(Saved data entries)
-------------------------
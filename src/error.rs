//! Error types shared by the distance model and both solvers.

use std::time::Duration;

use thiserror::Error as ThisError;

/// Why a capacitated problem can never be satisfied by the given fleet.
#[derive(Debug, Clone, PartialEq, Eq, ThisError)]
pub enum Infeasibility {
    /// There are stops to serve but the fleet is empty.
    #[error("no vehicles available for the requested stops")]
    NoVehicles,
    /// A single stop demands more than the largest vehicle holds.
    #[error("stop {stop} demands {demand} but the largest vehicle holds {max_capacity}")]
    StopExceedsCapacity {
        /// Index of the offending stop.
        stop: usize,
        /// Its demand.
        demand: u64,
        /// Largest capacity in the fleet.
        max_capacity: u64,
    },
    /// The summed demand is larger than the summed fleet capacity.
    #[error("total demand {demand} exceeds total fleet capacity {capacity}")]
    DemandExceedsFleet {
        /// Total non-depot demand.
        demand: u64,
        /// Total fleet capacity.
        capacity: u64,
    },
    /// Every stop fits some vehicle and the totals fit the fleet, but no
    /// assignment of stops to vehicles respects every capacity.
    #[error("stop demands cannot be split across {vehicles} vehicles")]
    NoPacking {
        /// Number of vehicles in the fleet.
        vehicles: usize,
    },
}

/// Errors reported by the optimization core.
#[derive(Debug, Clone, PartialEq, ThisError)]
pub enum Error {
    /// Fewer than two stops were given to the TSP engine ("no route").
    #[error("at least 2 stops are required to build a tour, got {count}")]
    InsufficientStops {
        /// Number of stops supplied.
        count: usize,
    },
    /// A route references a stop index outside the distance matrix.
    #[error("route references stop {index} but the matrix holds {size} stops")]
    InvalidRoute {
        /// The out-of-range index.
        index: usize,
        /// Matrix dimension.
        size: usize,
    },
    /// The capacity constraints cannot be met by the fleet.
    #[error("infeasible: {0}")]
    Infeasible(#[from] Infeasibility),
    /// The time budget ran out before any feasible partition was found.
    #[error("no feasible solution found within {budget:?}")]
    TimeoutWithoutSolution {
        /// The budget that was exhausted.
        budget: Duration,
    },
    /// The request itself is malformed.
    #[error("invalid input: {0}")]
    InvalidInput(String),
}

/// Crate-wide result alias.
pub type Result<T> = std::result::Result<T, Error>;

impl Error {
    /// Builds an [`Error::InvalidInput`] from any message.
    pub fn invalid_input(message: impl Into<String>) -> Self {
        Self::InvalidInput(message.into())
    }

    /// Returns `true` for the non-fatal "no route" outcome.
    pub fn is_no_route(&self) -> bool {
        matches!(self, Self::InsufficientStops { .. })
    }
}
-------------------------
## What to work on
Scan the lines above for the word "PartialEq". Return each one that has it.

## Output for this exercise
#[derive(Debug, Clone, PartialEq, Eq, ThisError)]
#[derive(Debug, Clone, PartialEq, ThisError)]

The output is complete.